What happens to a generation of men taught that emotion is weakness, that difference is danger, and that silence is survival? What happens when they come home—but never quite come back?
“Nothing Gentle Can Survive Here”: ‘MOFFIE’ Comes Home After London Theatre Acclaim

This September, MOFFIE, the searing stage adaptation of André Carl van der Merwe’s groundbreaking novel, makes its South African debut at the Baxter Theatre. Following a critically acclaimed world premiere in London in 2024, where it earned a five-star Guardian review, the production arrives not as a war story, but as a reckoning—with masculinity, with memory, and with the ghosts we carry long after the uniform comes off.

David Viviers as Nicholas in MOFFIE

Based on Van der Merwe’s powerful and semi-autobiographical novel, MOFFIE is not simply a coming-of-age tale, nor is it just another military memoir. It is, at its core, a story about survival. About what it means to grow up in a society that fears difference. About what it costs to remain silent, to mute who you are and what you feel.

The production runs this September at the Baxter Flipside in Cape Town, presented by the Common Humanity Arts Trust in association with the Baxter Theatre.

For many South Africans, MOFFIE first entered the public consciousness through the publication of Van der Merwe’s 2006 novel—an unflinching, deeply personal account of a young gay conscript’s experience in the apartheid-era military. The story was later reimagined as a powerful dance production, which premiered at the National Arts Festival in 2015, adding a physical, almost visceral language to its themes of repression and survival.

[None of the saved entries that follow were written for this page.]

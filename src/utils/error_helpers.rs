/// Walks the source chain of an error, writing each cause on its own line.
pub fn error_chain_fmt(
    e: &impl std::error::Error,
    f: &mut std::fmt::Formatter<'_>,
) -> std::fmt::Result {
    writeln!(f, "{}\n", e)?;
    let mut current = e.source();
    while let Some(cause) = current {
        writeln!(f, "Caused by:\n\t{}", cause)?;
        current = cause.source();
    }
    Ok(())
}
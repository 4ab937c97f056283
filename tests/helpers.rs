use once_cell::sync::Lazy;
use wiremock::MockServer;

use contact_relay::config::{get_configuration, Configuration};
use contact_relay::startup::AppServer;
use contact_relay::telemetry::{get_subscriber, init_subscriber};

static TRACING: Lazy<()> = Lazy::new(|| {
    if std::env::var("TEST_LOG").is_ok() {
        init_subscriber(get_subscriber(
            "test".into(),
            "debug".into(),
            std::io::stdout,
        ));
    } else {
        init_subscriber(get_subscriber("test".into(), "debug".into(), std::io::sink));
    }
});

pub struct TestApp {
    pub config: Configuration,
    pub addr: String,
    pub email_server: MockServer,
}

impl TestApp {
    pub async fn post_contact(&self, body: serde_json::Value) -> reqwest::Response {
        reqwest::Client::new()
            .post(&format!("{}/api/contact", self.addr))
            .json(&body)
            .send()
            .await
            .expect("Failed to execute request.")
    }
}

pub async fn spawn_app() -> TestApp {
    Lazy::force(&TRACING);

    // Stands in for the mail-delivery API; every dispatch lands here.
    let email_server = MockServer::start().await;

    let mut configuration = get_configuration().expect("should load configuration");
    configuration.app.port = 0;
    configuration.email_client.base_url = email_server.uri();
    configuration.email_client.recipient_email = "inbox@relay.test".to_string();
    configuration.email_client.send_timeout_ms = 200;

    let server =
        AppServer::build(configuration.clone()).expect("failed to bind to random port");
    let port = server.port();
    let _ = tokio::spawn(server.run_until_stopped());

    let hostname = configuration.app.host.clone();
    TestApp {
        config: configuration,
        email_server,
        addr: format!("http://{}:{}", hostname, port),
    }
}
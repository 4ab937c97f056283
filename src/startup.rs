use std::net::TcpListener;

use actix_web::dev::Server;

use crate::config::Configuration;
use crate::mail::send_email::EmailClient;
use crate::run::run;

pub struct AppServer {
    port: u16,
    server: Server,
}

impl AppServer {
    pub fn build(configuration: Configuration) -> Result<Self, std::io::Error> {
        let listener = TcpListener::bind(format!(
            "{}:{}",
            configuration.app.host, configuration.app.port
        ))?;

        tracing::info!(
            "Starting contact relay on address: {}",
            listener.local_addr().unwrap()
        );

        let email_client = EmailClient::new(configuration.email_client.clone());

        let port = listener.local_addr().unwrap().port();
        let server = run(listener, email_client, configuration.app.cors_origin)?;

        Ok(Self { port, server })
    }

    /// Port the listener actually bound, needed when the configured port is 0.
    pub fn port(&self) -> u16 {
        self.port
    }

    pub async fn run_until_stopped(self) -> Result<(), std::io::Error> {
        self.server.await
    }
}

It then reached global audiences in the critically acclaimed feature film directed by Oliver Hermanus and produced by Eric Abraham, the founding producer and sole funder of the now closed Fugard Theatre in Cape Town. Abraham now returns as producer of this landmark stage version. Bringing the story full circle, back to its roots, and to a South African stage for the first time is director Greg Karvellas who recently staged the South African Premiere of Dear Evan Hansen.

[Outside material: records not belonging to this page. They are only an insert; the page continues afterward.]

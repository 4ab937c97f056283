pub mod contact_submission;
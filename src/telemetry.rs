use tracing::subscriber::set_global_default;
use tracing::Subscriber;
use tracing_bunyan_formatter::{BunyanFormattingLayer, JsonStorageLayer};
use tracing_log::LogTracer;
use tracing_subscriber::fmt::MakeWriter;
use tracing_subscriber::{layer::SubscriberExt, EnvFilter, Registry};

/// Composes the layers used to collect telemetry into a single subscriber.
///
/// Returned as `impl Subscriber` to avoid spelling out the layered type;
/// `Send + Sync` is required so it can be handed to `init_subscriber`.
pub fn get_subscriber<Sink>(
    name: String,
    filter: String,
    sink: Sink,
) -> impl Subscriber + Send + Sync
where
    // Higher ranked trait bound: Sink must implement MakeWriter for
    // every choice of the lifetime parameter 'a.
    Sink: for<'a> MakeWriter<'a> + Send + Sync + 'static,
{
    let env_filter = EnvFilter::try_from_default_env().unwrap_or_else(|_| EnvFilter::new(filter));
    let formatting_layer = BunyanFormattingLayer::new(name, sink);

    Registry::default()
        .with(env_filter)
        .with(JsonStorageLayer)
        .with(formatting_layer)
}

pub fn init_subscriber(subscriber: impl Subscriber + Send + Sync) {
    // redirect all log events to our subscriber.
    LogTracer::init().expect("Failed to set logger");
    set_global_default(subscriber).expect("Failed to set subscriber");
}
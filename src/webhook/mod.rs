// Copyright 2026, Jeroen van Erp <jeroen@geeko.me>
// SPDX-License-Identifier: Apache-2.0

//! Mutating admission webhook for Deployments and StatefulSets.
//!
//! Serves `POST /mutate-v1-deployment` and `POST /mutate-v1-statefulset`,
//! each answering an `admission.k8s.io/v1` AdmissionReview with a JSON patch
//! that injects the cert-manager CSI volume into managed workloads.

pub mod admission;
pub mod server;
pub mod tls;
pub mod workload;

pub use server::WebhookServer;
pub use workload::Workload;

use crate::csi::CsiConfig;

/// State shared read-only by all request handlers
pub struct WebhookState {
    pub config: CsiConfig,
}

impl WebhookState {
    pub fn new(config: CsiConfig) -> Self {
        Self { config }
    }
}
// Copyright 2026, Jeroen van Erp <jeroen@geeko.me>
// SPDX-License-Identifier: Apache-2.0

//! Injection of the certificate volume into pod template specs.

pub mod managed;
pub mod merge;

pub use merge::{merge_by_name, merge_mounts, merge_volumes, Named};

use crate::csi::CsiConfig;
use crate::error::ConfigError;
use k8s_openapi::api::core::v1::PodSpec;
use k8s_openapi::apimachinery::pkg::apis::meta::v1::ObjectMeta;
use tracing::{debug, info};

/// What [`mutate`] did to the pod spec
#[derive(Debug, Clone, Copy, PartialEq, Eq)]
pub enum MutationOutcome {
    /// The workload is not managed, the pod spec was left untouched
    Unmanaged,
    /// The certificate volume and mounts are present in the pod spec
    Injected,
}

/// Ensure the certificate volume and its mount exist in a managed pod spec.
///
/// The volume is merged into the pod's volumes and the mount into every
/// container. On a configuration error the pod spec is not touched. Applying
/// this to an already mutated pod spec changes nothing.
pub fn mutate(
    config: &CsiConfig,
    meta: &ObjectMeta,
    pod_spec: &mut PodSpec,
) -> Result<MutationOutcome, ConfigError> {
    if !config.is_managed(meta) {
        info!("Object is not managed");
        return Ok(MutationOutcome::Unmanaged);
    }
    debug!("Object is managed");

    let attributes = config.attributes()?;
    let (volume, mount) = config.volume_and_mount(attributes);

    merge_volumes(&mut pod_spec.volumes, [volume]);
    for container in pod_spec.containers.iter_mut() {
        merge_mounts(&mut container.volume_mounts, [mount.clone()]);
    }

    info!(
        "Ensured volume and mount exist for {} container(s)",
        pod_spec.containers.len()
    );
    Ok(MutationOutcome::Injected)
}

Adapted for the stage by award-winning writer Philip Rademeyer, MOFFIE features celebrated actor and author David Viviers in a deeply personal solo performance. Known for his emotionally rich work across stage and screen—as well as his literary achievements—Viviers brings both gravitas and vulnerability to the role. On stage alone for 85 minutes, he becomes both narrator and survivor, guide and ghost.

Actor David Viviers
Actor David Viviers

From Page to Screen to Stage

While many still associate MOFFIE with the 2019 film by Hermanus—praised for its unflinching portrait of institutionalised homophobia—the stage version strips the story down to its psychological core. Here, what unfolds is less cinematic drama and more a direct line into one man’s mind, one man’s memory.

Though set within the brutal structure of the SADF in the 80’s, this is not a traditional war story. It is about private battles: fought in silence, in showers, in stolen glances, in suffocated tears. It’s about the emotional landmines that live in the body long after basic training ends. And it speaks powerfully to the reality that, for many in the LGBTQ+ community, safe spaces were rare in 1980s South Africa—and remain fragile even in 2025.

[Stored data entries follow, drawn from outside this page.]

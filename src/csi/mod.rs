// Copyright 2026, Jeroen van Erp <jeroen@geeko.me>
// SPDX-License-Identifier: Apache-2.0

//! cert-manager CSI driver configuration, volume attributes and volume synthesis.

pub mod attributes;
pub mod config;
pub mod volume;

pub use attributes::{attribute_key, project_attributes};
pub use config::CsiConfig;
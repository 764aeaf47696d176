// Copyright 2026, Jeroen van Erp <jeroen@geeko.me>
// SPDX-License-Identifier: Apache-2.0
use std::path::PathBuf;
use thiserror::Error;

/// Validation failures of the CSI configuration
#[derive(Error, Debug, Clone, PartialEq, Eq)]
pub enum ConfigError {
    #[error("at least a namespace or an annotation key must be set")]
    ScopeUnset,

    #[error("issuer name is required")]
    IssuerNameRequired,

    #[error("mount path is required")]
    MountPathRequired,

    #[error("common name {0:?} must be a templated string")]
    CommonNameNotTemplated(String),
}

#[derive(Error, Debug)]
pub enum OperatorError {
    #[error("Invalid configuration: {0}")]
    Config(#[from] ConfigError),

    #[error("Serialization error: {0}")]
    Serialization(#[from] serde_json::Error),

    #[error("Failed to serialize admission patch: {0}")]
    Patch(#[from] kube::core::admission::SerializePatchError),

    #[error("I/O error: {0}")]
    Io(#[from] std::io::Error),

    #[error("Failed to read TLS file {path}: {source}")]
    TlsFile {
        path: PathBuf,
        source: std::io::Error,
    },

    #[error("No certificates found in {0}")]
    NoCertificates(PathBuf),

    #[error("No private key found in {0}")]
    NoPrivateKey(PathBuf),

    #[error("TLS configuration error: {0}")]
    Tls(#[from] tokio_rustls::rustls::Error),
}

pub type Result<T> = std::result::Result<T, OperatorError>;
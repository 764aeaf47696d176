// Copyright 2026, Jeroen van Erp <jeroen@geeko.me>
// SPDX-License-Identifier: Apache-2.0

//! Projection of the CSI configuration onto the driver's volume attributes

use crate::constants::{attributes, CSI_DRIVER};
use crate::csi::CsiConfig;
use crate::error::ConfigError;
use std::collections::BTreeMap;

/// Build the full attribute key for a slug, e.g. `csi.cert-manager.io/issuer-name`
pub fn attribute_key(slug: &str) -> String {
    format!("{}/{}", CSI_DRIVER, slug)
}

impl CsiConfig {
    /// Volume attributes for the cert-manager CSI driver.
    ///
    /// Validates first and returns the validation error unchanged, so no
    /// partial map is ever produced from an invalid configuration.
    pub fn attributes(&self) -> Result<BTreeMap<String, String>, ConfigError> {
        self.validate()?;
        Ok(project_attributes(self))
    }
}

/// Map every configuration field to its attribute, then drop empty values and
/// an fs-group of `0`. Booleans are always emitted as `"true"` or `"false"`.
pub fn project_attributes(config: &CsiConfig) -> BTreeMap<String, String> {
    let all = [
        // Issuer
        (attributes::ISSUER_NAME, config.issuer_name.clone()),
        (attributes::ISSUER_KIND, config.issuer_kind.clone()),
        // Files
        (attributes::FS_GROUP, config.fs_group.to_string()),
        (attributes::CA_FILE, config.ca_filename.clone()),
        (attributes::CERTIFICATE_FILE, config.cert_filename.clone()),
        (attributes::PRIVATEKEY_FILE, config.key_filename.clone()),
        // Details
        (attributes::IS_CA, config.is_ca.to_string()),
        (attributes::DURATION, config.duration.clone()),
        (attributes::RENEW_BEFORE, config.renew_before.clone()),
        (
            attributes::REUSE_PRIVATE_KEY,
            config.reuse_private_key.to_string(),
        ),
        (attributes::COMMON_NAME, config.common_name.clone()),
        (attributes::DNS_NAMES, config.dns_names.clone()),
        (attributes::IP_SANS, config.ip_sans.clone()),
        (attributes::URI_SANS, config.uri_sans.clone()),
        (attributes::KEY_ENCODING, config.key_encoding.clone()),
        (attributes::KEY_USAGES, config.key_usages.clone()),
        (attributes::PKCS12_ENABLE, config.pkcs12_enable.to_string()),
        (attributes::PKCS12_FILENAME, config.pkcs12_filename.clone()),
        (attributes::PKCS12_PASSWORD, config.pkcs12_password.clone()),
    ];

    all.into_iter()
        .filter(|(slug, value)| !is_default_value(slug, value))
        .map(|(slug, value)| (attribute_key(slug), value))
        .collect()
}

fn is_default_value(slug: &str, value: &str) -> bool {
    value.is_empty() || (slug == attributes::FS_GROUP && value == "0")
}
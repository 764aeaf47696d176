// Copyright 2026, Jeroen van Erp <jeroen@geeko.me>
// SPDX-License-Identifier: Apache-2.0

//! TLS termination for the webhook server from PEM encoded files

use crate::error::{OperatorError, Result};
use std::fs::File;
use std::io::BufReader;
use std::path::Path;
use std::sync::Arc;
use tokio_rustls::rustls::crypto::ring::default_provider;
use tokio_rustls::rustls::pki_types::{CertificateDer, PrivateKeyDer};
use tokio_rustls::rustls::ServerConfig;
use tracing::{debug, instrument};

/// Build a rustls server configuration from a certificate chain and a private key file
#[instrument]
pub fn load_server_config(cert_path: &Path, key_path: &Path) -> Result<ServerConfig> {
    let certs = read_certificates(cert_path)?;
    let key = read_private_key(key_path)?;
    debug!("Loaded {} certificate(s)", certs.len());

    let mut config = ServerConfig::builder_with_provider(Arc::new(default_provider()))
        .with_safe_default_protocol_versions()?
        .with_no_client_auth()
        .with_single_cert(certs, key)?;
    config.alpn_protocols = vec![b"http/1.1".to_vec()];

    Ok(config)
}

/// Read every certificate from a PEM file
pub fn read_certificates(path: &Path) -> Result<Vec<CertificateDer<'static>>> {
    let mut reader = open(path)?;
    let certs = rustls_pemfile::certs(&mut reader)
        .collect::<std::result::Result<Vec<_>, _>>()
        .map_err(|source| tls_file_error(path, source))?;

    if certs.is_empty() {
        return Err(OperatorError::NoCertificates(path.to_path_buf()));
    }
    Ok(certs)
}

/// Read the first PKCS1, PKCS8 or SEC1 private key from a PEM file
pub fn read_private_key(path: &Path) -> Result<PrivateKeyDer<'static>> {
    let mut reader = open(path)?;
    rustls_pemfile::private_key(&mut reader)
        .map_err(|source| tls_file_error(path, source))?
        .ok_or_else(|| OperatorError::NoPrivateKey(path.to_path_buf()))
}

fn open(path: &Path) -> Result<BufReader<File>> {
    File::open(path)
        .map(BufReader::new)
        .map_err(|source| tls_file_error(path, source))
}

fn tls_file_error(path: &Path, source: std::io::Error) -> OperatorError {
    OperatorError::TlsFile {
        path: path.to_path_buf(),
        source,
    }
}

Kai Luke Brummer and Ryan de Villiers in Oliver Hermanus film adaptation 2019 (Image courtesy of Portobello Productions)
Kai Luke Brummer and Ryan de Villiers in Oliver Hermanus film adaptation 2019 (Image courtesy of Portobello Productions)

A Soundtrack of Memory and Resistance

Joining Viviers is acclaimed sound designer Charl Johan Lingenfelder. A former SADF conscript himself, Charl brings not only technical mastery but lived experience. His sound design is layered with memory—of drills, helicopters, fear, silence. It's a sonic landscape that doesn’t just underscore the action but inhabits it.

Charl’s earlier work, including the deeply affecting film Kanarie, mined similar themes of queerness, conformity, religion, and repression. In MOFFIE, his sound world is joined by Niall Griffin’s evocative set, lighting, and AV design, which places the audience directly inside the memories, mind, and trauma of Nicholas van der Swart, the play’s protagonist.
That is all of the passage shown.